When the Michigan no-fault law was enacted in 1973, it was recognized that certain people injured in automobile accidents would not be covered by policies that provided the medical and wage loss coverage that vehicle owners were required to purchase.[11] If those injured people were not in violation of the law, they would be compensated for economic losses. An example of people in this group would include a pedestrian who did not own a vehicle, who resided in a household with no insured vehicles owned by others, and who was injured by an uninsured or a hit-and-run driver.
The mechanism for coverage for such people is the Michigan Assigned Claims Facility (ACF), located within the Michigan Department of State. The Facility assigns the claims to "servicing insurers" that pay the medical costs and lost wages. There are currently 10 such insurers, who are reimbursed for their loss payments, loss adjustment expenses (LAE), and interest from a fund raised through assessments on the entire auto insurance industry and legally self-insured businesses. (A self-insured business is a company that acts as its own insurer by maintaining funds and managing its own claims.) These assessments are prorated based on each insurer's share of the total state premiums for no-fault and auto liability insurance and self-insured businesses' total share of self-insured vehicles. The costs of these assessments are, of course, passed on to the insurance customers in the form of higher premiums.
In the early years, these annual assessments were in the low tens of millions of dollars, but they have increased dramatically in recent years. In 1997 the assessment was for $37.7 million; by 2008 it had grown to $145.6 million — a 286 percent increase. During the same period, the assessment per Michigan vehicle grew from $6.04 to $20.66 — an increase of 242 percent, indicating that any growth in the total vehicles in the state was at most a minor factor in the increase in total losses, LAE, and interest reimbursed by the ACF.[12]
During the same period, the total annual paid PIP losses for all Michigan vehicles grew from $788.1 million to $1.7 billion, an increase of 119 percent.[13] Since the increase in ACF assessments is 2.4 times that in PIP claims payments, it is clear that something is going on with assigned claim payments. If this difference had been identified earlier and if steps had been taken to hold the increase in ACF assessments to the same rate as the growth in overall PIP losses, the 2008 assessment would have been $82.6 million — $63 million, or approximately $8.94 per insured Michigan vehicle, less than it turned out to be.
Unfortunately, the Facility, with only eight employees, one claims examiner, and over 3,000 files to monitor, is not equipped to determine what that "something" is. Health privacy concerns preclude insurance industry experts from viewing the files. Individual servicing insurers could analyze their own files, but none of the 10 has a sufficient share of total claims for its own analysis to be applicable to all the servicing insurers.

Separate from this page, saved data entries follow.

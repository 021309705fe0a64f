//! Integration tests - background tasks and concurrent level loading
//!
//! Drives the pool and loaders the way a frame loop would: submit/preload,
//! pump, then consume results.

use std::cell::{Cell, RefCell};
use std::panic::AssertUnwindSafe;
use std::rc::Rc;
use std::sync::Arc;
use std::sync::atomic::{AtomicBool, AtomicUsize, Ordering};
use std::thread;
use std::time::{Duration, Instant};

use tarn_engine::{Config, LevelDataCache, LevelError, LevelLoader, TaskPool};

const PUMP_DEADLINE: Duration = Duration::from_secs(10);

/// Pump `pool` until `done` holds, failing the test if it never does.
fn pump_until(pool: &TaskPool, mut done: impl FnMut() -> bool) {
    let start = Instant::now();
    while !done() {
        assert!(start.elapsed() < PUMP_DEADLINE, "pump deadline exceeded");
        pool.pump();
        thread::sleep(Duration::from_millis(1));
    }
}

/// Stand-in level: remembers which build produced it and counts drops.
struct TestLevel {
    id: String,
    build_seq: usize,
    drops: Arc<AtomicUsize>,
}

impl Drop for TestLevel {
    fn drop(&mut self) {
        self.drops.fetch_add(1, Ordering::SeqCst);
    }
}

fn counting_loader(
    builds: Arc<AtomicUsize>,
    drops: Arc<AtomicUsize>,
) -> LevelLoader<TestLevel> {
    LevelLoader::new(move |id: &str| {
        let build_seq = builds.fetch_add(1, Ordering::SeqCst);
        Ok(TestLevel {
            id: id.to_string(),
            build_seq,
            drops: Arc::clone(&drops),
        })
    })
}

// ============================================================================
// TASK POOL
// ============================================================================

#[test]
fn test_callback_fires_once_and_only_after_job() {
    let pool = TaskPool::new();
    let job_finished = Arc::new(AtomicBool::new(false));
    let calls = Rc::new(Cell::new(0u32));
    let job_was_done = Rc::new(Cell::new(false));

    let worker_flag = Arc::clone(&job_finished);
    let callback_flag = Arc::clone(&job_finished);
    let calls_in_callback = Rc::clone(&calls);
    let observed = Rc::clone(&job_was_done);
    pool.submit(
        move || {
            thread::sleep(Duration::from_millis(20));
            worker_flag.store(true, Ordering::SeqCst);
        },
        move || {
            calls_in_callback.set(calls_in_callback.get() + 1);
            observed.set(callback_flag.load(Ordering::SeqCst));
        },
    );

    pump_until(&pool, || calls.get() == 1);
    assert!(job_was_done.get(), "callback ran before its job finished");

    // Further pumps must not re-deliver the callback.
    for _ in 0..5 {
        pool.pump();
    }
    assert_eq!(calls.get(), 1);
    assert!(pool.is_idle());
}

#[test]
fn test_callbacks_follow_completion_order_not_submission_order() {
    let pool = TaskPool::new();
    let order = Rc::new(RefCell::new(Vec::new()));

    let slow = Rc::clone(&order);
    pool.submit(
        || thread::sleep(Duration::from_millis(150)),
        move || slow.borrow_mut().push("slow"),
    );
    let quick = Rc::clone(&order);
    pool.submit(
        || thread::sleep(Duration::from_millis(5)),
        move || quick.borrow_mut().push("quick"),
    );

    pump_until(&pool, || order.borrow().len() == 2);
    assert_eq!(*order.borrow(), vec!["quick", "slow"]);
}

#[test]
fn test_teardown_delivers_every_callback() {
    let jobs_done = Arc::new(AtomicUsize::new(0));
    let callbacks_done = Rc::new(Cell::new(0usize));

    {
        let pool = TaskPool::new();
        for i in 0..4u64 {
            let jobs = Arc::clone(&jobs_done);
            let callbacks = Rc::clone(&callbacks_done);
            pool.submit(
                move || {
                    thread::sleep(Duration::from_millis(10 * (i + 1)));
                    jobs.fetch_add(1, Ordering::SeqCst);
                },
                move || callbacks.set(callbacks.get() + 1),
            );
        }
    }

    // Drop returned, so every job ran and every callback was delivered.
    assert_eq!(jobs_done.load(Ordering::SeqCst), 4);
    assert_eq!(callbacks_done.get(), 4);
}

#[test]
fn test_completion_callback_may_submit_again() {
    let pool = Rc::new(TaskPool::new());
    let chained = Rc::new(Cell::new(false));

    let resubmit_pool = Rc::clone(&pool);
    let chained_flag = Rc::clone(&chained);
    pool.submit(
        || (),
        move || {
            let done = Rc::clone(&chained_flag);
            resubmit_pool.submit(|| (), move || done.set(true));
        },
    );

    pump_until(&pool, || chained.get());
}

#[test]
fn test_panicking_job_surfaces_in_pump() {
    let pool = TaskPool::new();
    pool.submit(|| panic!("job exploded"), || ());

    let start = Instant::now();
    let payload = loop {
        assert!(start.elapsed() < PUMP_DEADLINE, "panic never surfaced");
        match std::panic::catch_unwind(AssertUnwindSafe(|| pool.pump())) {
            Ok(()) => thread::sleep(Duration::from_millis(1)),
            Err(payload) => break payload,
        }
    };

    assert_eq!(payload.downcast_ref::<&str>(), Some(&"job exploded"));
    assert!(pool.is_idle());
}

#[test]
fn test_workers_are_named_from_config() {
    let config = Config {
        thread_name_prefix: "alpha".to_string(),
        ..Config::default()
    };
    let pool = TaskPool::with_config(config);

    let seen = Arc::new(std::sync::Mutex::new(String::new()));
    let worker_seen = Arc::clone(&seen);
    pool.submit(
        move || {
            let name = thread::current().name().unwrap_or("").to_string();
            *worker_seen.lock().unwrap() = name;
        },
        || (),
    );
    drop(pool);

    assert!(seen.lock().unwrap().starts_with("alpha-task-"));
}

// ============================================================================
// LEVEL LOADER
// ============================================================================

#[test]
fn test_load_without_preload_builds_fresh_each_time() {
    let builds = Arc::new(AtomicUsize::new(0));
    let drops = Arc::new(AtomicUsize::new(0));
    let loader = counting_loader(Arc::clone(&builds), Arc::clone(&drops));

    let first = loader.load("cave.lvl").unwrap();
    let second = loader.load("cave.lvl").unwrap();

    assert_eq!(builds.load(Ordering::SeqCst), 2);
    assert_ne!(first.build_seq, second.build_seq);
    assert_eq!(loader.pending_loads(), 0);
}

#[test]
fn test_preload_dedup_and_single_claim() {
    let builds = Arc::new(AtomicUsize::new(0));
    let drops = Arc::new(AtomicUsize::new(0));
    let loader = counting_loader(Arc::clone(&builds), Arc::clone(&drops));

    loader.preload("forest.lvl");
    loader.preload("forest.lvl");

    let level = loader.load("forest.lvl").unwrap();
    assert_eq!(level.id, "forest.lvl");
    assert_eq!(builds.load(Ordering::SeqCst), 1);

    // The id is no longer cached; a second load is an independent build.
    let again = loader.load("forest.lvl").unwrap();
    assert_eq!(builds.load(Ordering::SeqCst), 2);
    assert_ne!(level.build_seq, again.build_seq);
}

#[test]
fn test_load_waits_for_inflight_build() {
    let builds = Arc::new(AtomicUsize::new(0));
    let build_count = Arc::clone(&builds);
    let loader = LevelLoader::new(move |id: &str| {
        thread::sleep(Duration::from_millis(100));
        build_count.fetch_add(1, Ordering::SeqCst);
        Ok(id.to_string())
    });

    loader.preload("swamp.lvl");
    let level = loader.load("swamp.lvl").unwrap();

    assert_eq!(level, "swamp.lvl");
    assert_eq!(builds.load(Ordering::SeqCst), 1);
}

#[test]
fn test_teardown_joins_builders_and_drops_unclaimed_levels() {
    let builds = Arc::new(AtomicUsize::new(0));
    let drops = Arc::new(AtomicUsize::new(0));

    {
        let loader = counting_loader(Arc::clone(&builds), Arc::clone(&drops));
        loader.preload("a.lvl");
        loader.preload("b.lvl");

        let claimed = loader.load("a.lvl").unwrap();
        assert_eq!(claimed.id, "a.lvl");
    }

    // Both builds completed; the claimed level and the unclaimed one are
    // both gone by the time teardown returns.
    assert_eq!(builds.load(Ordering::SeqCst), 2);
    assert_eq!(drops.load(Ordering::SeqCst), 2);
}

#[test]
fn test_background_build_error_surfaces_at_load() {
    let loader: LevelLoader<()> =
        LevelLoader::new(|id: &str| Err(format!("corrupt header in {id}").into()));

    loader.preload("broken.lvl");
    let error = loader.load("broken.lvl").unwrap_err();

    assert!(matches!(error, LevelError::Build { .. }));
    assert!(error.to_string().contains("broken.lvl"));
    assert_eq!(loader.pending_loads(), 0);
}

#[test]
fn test_background_build_panic_surfaces_at_load() {
    let loader: LevelLoader<()> = LevelLoader::new(|_: &str| panic!("builder blew up"));

    loader.preload("doomed.lvl");
    let error = loader.load("doomed.lvl").unwrap_err();

    assert!(matches!(error, LevelError::BuildPanicked { .. }));
    assert!(error.to_string().contains("builder blew up"));
}

// ============================================================================
// LEVEL DATA CACHE
// ============================================================================

#[test]
fn test_data_preload_fetches_once_and_stays_cached() {
    let fetches = Arc::new(AtomicUsize::new(0));
    let fetch_count = Arc::clone(&fetches);
    let cache = LevelDataCache::new(move |id: &str| {
        fetch_count.fetch_add(1, Ordering::SeqCst);
        thread::sleep(Duration::from_millis(10));
        Ok(format!("data:{id}"))
    });

    cache.preload("forest.lvl");
    cache.preload("forest.lvl");

    assert_eq!(cache.load("forest.lvl").unwrap(), "data:forest.lvl");
    assert_eq!(fetches.load(Ordering::SeqCst), 1);

    // Unlike built levels, definitions stay resident after a load.
    assert_eq!(cache.load("forest.lvl").unwrap(), "data:forest.lvl");
    assert_eq!(fetches.load(Ordering::SeqCst), 1);

    cache.clear();
    assert_eq!(cache.load("forest.lvl").unwrap(), "data:forest.lvl");
    assert_eq!(fetches.load(Ordering::SeqCst), 2);
}

#[test]
fn test_data_background_failure_surfaces_at_load() {
    let attempts = Arc::new(AtomicUsize::new(0));
    let attempt_count = Arc::clone(&attempts);
    let cache: LevelDataCache<String> = LevelDataCache::new(move |_: &str| {
        attempt_count.fetch_add(1, Ordering::SeqCst);
        Err("corrupt header".into())
    });

    cache.preload("bad.lvl");
    let error = cache.load("bad.lvl").unwrap_err();

    assert!(matches!(error, LevelError::Build { .. }));
    // One background attempt plus the synchronous retry at load.
    assert_eq!(attempts.load(Ordering::SeqCst), 2);
    assert!(cache.cached("bad.lvl").is_none());
}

Further, since the increase in payments might be, at least in part, the result of inadequate servicing carrier performance, an investigation by those insurers might be criticized as lacking objectivity.

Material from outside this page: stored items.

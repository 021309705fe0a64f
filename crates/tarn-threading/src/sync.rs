//! Synchronization Primitives
//!
//! Scoped locking over the standard library types. A poisoned lock is
//! recovered and logged rather than propagated.

use std::fmt;
use std::ops::{Deref, DerefMut};
use std::sync::{Condvar, MutexGuard};
use std::time::Duration;

/// Mutual exclusion around a value.
///
/// Not clonable; share a lock between threads with `Arc`.
#[derive(Debug, Default)]
pub struct Mutex<T> {
    inner: std::sync::Mutex<T>,
}

impl<T> Mutex<T> {
    pub fn new(value: T) -> Self {
        Self {
            inner: std::sync::Mutex::new(value),
        }
    }

    /// Acquire the lock, blocking until it is free.
    ///
    /// The returned guard releases the lock on every exit path. If a previous
    /// holder panicked, the poisoned state is recovered and logged.
    pub fn lock(&self) -> Lock<'_, T> {
        let guard = self.inner.lock().unwrap_or_else(|poisoned| {
            tracing::warn!("recovering a mutex poisoned by a panicked holder");
            poisoned.into_inner()
        });
        Lock { guard }
    }
}

/// Scoped lock guard; acquired by [`Mutex::lock`], released on drop.
#[must_use]
pub struct Lock<'a, T> {
    guard: MutexGuard<'a, T>,
}

impl<T> Deref for Lock<'_, T> {
    type Target = T;

    fn deref(&self) -> &T {
        &self.guard
    }
}

impl<T> DerefMut for Lock<'_, T> {
    fn deref_mut(&mut self) -> &mut T {
        &mut self.guard
    }
}

impl<T: fmt::Debug> fmt::Debug for Lock<'_, T> {
    fn fmt(&self, f: &mut fmt::Formatter<'_>) -> fmt::Result {
        fmt::Debug::fmt(&**self, f)
    }
}

/// Result of a timed wait on a [`Condition`]
#[derive(Debug, Clone, Copy, PartialEq, Eq)]
pub enum WaitOutcome {
    /// Woken by a signal before the timeout elapsed
    Signaled,
    /// The timeout elapsed without a signal
    TimedOut,
    /// The wait completed abnormally (recovered from a poisoned lock)
    Failed,
}

/// Condition variable tied to a [`Mutex`] at each wait site.
#[derive(Debug, Default)]
pub struct Condition {
    inner: Condvar,
}

impl Condition {
    pub fn new() -> Self {
        Self {
            inner: Condvar::new(),
        }
    }

    /// Release `lock` for the duration of the wait and reacquire it on
    /// wakeup. May wake spuriously; callers loop on their predicate.
    pub fn wait<'a, T>(&self, lock: Lock<'a, T>) -> Lock<'a, T> {
        let guard = self.inner.wait(lock.guard).unwrap_or_else(|poisoned| {
            tracing::warn!("condition wait recovered a poisoned mutex");
            poisoned.into_inner()
        });
        Lock { guard }
    }

    /// Like [`Condition::wait`], but wakes after `timeout` at the latest.
    pub fn wait_timeout<'a, T>(
        &self,
        lock: Lock<'a, T>,
        timeout: Duration,
    ) -> (Lock<'a, T>, WaitOutcome) {
        match self.inner.wait_timeout(lock.guard, timeout) {
            Ok((guard, timed_out)) => {
                let outcome = if timed_out.timed_out() {
                    WaitOutcome::TimedOut
                } else {
                    WaitOutcome::Signaled
                };
                (Lock { guard }, outcome)
            }
            Err(poisoned) => {
                tracing::error!("timed condition wait recovered a poisoned mutex");
                let (guard, _) = poisoned.into_inner();
                (Lock { guard }, WaitOutcome::Failed)
            }
        }
    }

    /// Wake one waiter (unspecified which, if several).
    pub fn notify_one(&self) {
        self.inner.notify_one();
    }

    /// Wake all current waiters.
    pub fn notify_all(&self) {
        self.inner.notify_all();
    }
}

However, there is a readily available source of expertise that could be tapped. The Michigan Auto Insurance Placement Facility (MAIPF) was established to provide auto insurance to applicants unable to obtain it in the regular market, usually because they are perceived as unacceptably high risks and are more like to have claims than the average driver. Managed by a board consisting of seven auto insurer representatives, two agent representatives, and two public representatives, it operates under the scrutiny of the insurance commissioner, a representative of whom attends all meetings. The commissioner approves the MAIPF plan of operation, its procedures, and its rates. The board has committees of company employees with expertise in claims, accounting, actuarial science, and underwriting.

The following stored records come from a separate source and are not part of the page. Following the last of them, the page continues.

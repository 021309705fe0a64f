//! Concurrent Cache
//!
//! A mutex-guarded map for results produced on worker threads and consumed
//! elsewhere. Values are cloned out; exclusive-ownership handoff lives in
//! the level loader, not here.

use std::borrow::Borrow;
use std::collections::HashMap;
use std::hash::Hash;

use crate::sync::Mutex;

/// Shared key→value cache.
#[derive(Debug, Default)]
pub struct ConcurrentCache<K, V> {
    map: Mutex<HashMap<K, V>>,
}

impl<K: Eq + Hash, V: Clone> ConcurrentCache<K, V> {
    pub fn new() -> Self {
        Self {
            map: Mutex::new(HashMap::new()),
        }
    }

    /// Clone the value for `key` out of the cache, if present.
    pub fn get<Q>(&self, key: &Q) -> Option<V>
    where
        K: Borrow<Q>,
        Q: Eq + Hash + ?Sized,
    {
        self.map.lock().get(key).cloned()
    }

    /// Insert or replace the value for `key`.
    pub fn put(&self, key: K, value: V) {
        self.map.lock().insert(key, value);
    }

    pub fn contains<Q>(&self, key: &Q) -> bool
    where
        K: Borrow<Q>,
        Q: Eq + Hash + ?Sized,
    {
        self.map.lock().contains_key(key)
    }

    pub fn remove<Q>(&self, key: &Q) -> Option<V>
    where
        K: Borrow<Q>,
        Q: Eq + Hash + ?Sized,
    {
        self.map.lock().remove(key)
    }

    pub fn clear(&self) {
        self.map.lock().clear();
    }

    pub fn len(&self) -> usize {
        self.map.lock().len()
    }

    pub fn is_empty(&self) -> bool {
        self.map.lock().is_empty()
    }
}
//! Example: Preload a level while the frame loop keeps running

use std::thread;
use std::time::Duration;

use tarn_engine::{LevelLoader, TaskPool};

fn main() {
    // Initialize logging
    tracing_subscriber::fmt::init();

    let pool = TaskPool::new();
    let loader = LevelLoader::new(|id: &str| {
        // Stand-in for the real level constructor.
        thread::sleep(Duration::from_millis(200));
        Ok(format!("level geometry for {id}"))
    });

    loader.preload("forest.lvl");

    pool.submit(
        || thread::sleep(Duration::from_millis(50)),
        || println!("asset decode finished"),
    );

    // A few frames of the driver loop while the level builds.
    for _ in 0..5 {
        pool.pump();
        thread::sleep(Duration::from_millis(16));
    }

    match loader.load("forest.lvl") {
        Ok(level) => println!("loaded: {level}"),
        Err(error) => eprintln!("load failed: {error}"),
    }
}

Legislation has been proposed to transfer the administration of the ACF to the MAIPF. The proposal is supported by the Secretary of State and has been reviewed by the Office of Financial and Insurance Regulation, which raised no objection. Once enacted, the MAIPF can begin a detailed study of the claims experience of the ACF, identify the problem causing the unnatural increase in losses, and implement a solution. Reductions in assessments and insurance premiums should follow.